46th and 48th Governor of Ohio
- In office January 8, 1917 – January 10, 1921
- Lieutenant: Earl D. Bloom Clarence J. Brown
- Preceded by: Frank B. Willis
- Succeeded by: Harry L. Davis
- In office January 13, 1913 – January 11, 1915
- Lieutenant: W. A. Greenlund
- Preceded by: Judson Harmon
- Succeeded by: Frank B. Willis

Member of the U.S. House of Representatives from Ohio's 3rd district
- In office March 4, 1909 – January 12, 1913
- Preceded by: J. Eugene Harding
- Succeeded by: Warren Gard

Personal details
- Born: James Monroe Cox March 31, 1870 Jacksonburg, Ohio, U.S.
- Died: July 15, 1957 (aged 87) Kettering, Ohio, U.S.
- Resting place: Woodland Cemetery and Arboretum
- Party: Democratic
- Spouse(s): Mayme Simpson Harding Margaretta Parker Blair
- Children: 6, including James, Anne, and Barbara
- James M. Cox's voice Recorded 1920

= James M. Cox =

American politician (1870-1957)

James Middleton Cox (March 31, 1870 – July 15, 1957) was an American businessman and politician who served as the 46th and 48th governor of Ohio, and a two-term U.S. representative from Ohio. As the Democratic nominee for President of the United States at the 1920 presidential election, he lost in a landslide to fellow Ohioan Warren G. Harding. Cox's running mate was future president Franklin D. Roosevelt. He founded the chain of newspapers that continues today as Cox Enterprises, a media conglomerate.
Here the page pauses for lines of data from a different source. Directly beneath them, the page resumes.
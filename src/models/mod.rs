//! # 数据模型模块
//!
//! 定义构建目标和构建产物的数据模型。
//!
//! ## 依赖关系
//! - 被 `parsers/`, `compose/`, `commands/` 使用
//! - 子模块: target, artifact

pub mod artifact;
pub mod target;

pub use artifact::BuildArtifact;
pub use target::{Machine, MpiKind, MpiTarget, MpiVersion};
//! # 解析器模块
//!
//! 解析配置中的原始目标标识符。
//!
//! ## 依赖关系
//! - 被 `commands/` 模块使用
//! - 使用 `models/` 数据模型
//! - 子模块: mpi_name

pub mod mpi_name;

pub use mpi_name::parse_mpi_name;
//! # 文本组装模块
//!
//! 把 (machine, MPI) 目标组装成 Dockerfile 和 sbatch 脚本文本。
//! 输出对相同输入是字节级确定的：固定的自动生成头部，没有时间戳。
//!
//! ## 依赖关系
//! - 被 `commands/` 模块使用
//! - 使用 `models/`, `config.rs`
//! - 子模块: dockerfile, batch

pub mod batch;
pub mod dockerfile;

pub use batch::{batch_file_name, compose_batch_script};
pub use dockerfile::{compose_dockerfile, dockerfile_name, image_name};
Born and raised in Ohio, Cox began his career as a newspaper copy reader before becoming an assistant to Congressman Paul J. Sorg. As owner of the Dayton Daily News, Cox introduced several innovations and crusaded against the local Republican Party boss. He served in the United States House of Representatives from 1909 to 1913 before being elected as Governor of Ohio. As governor, Cox introduced a series of progressive reforms and supported Woodrow Wilson's handling of World War I and its aftermath.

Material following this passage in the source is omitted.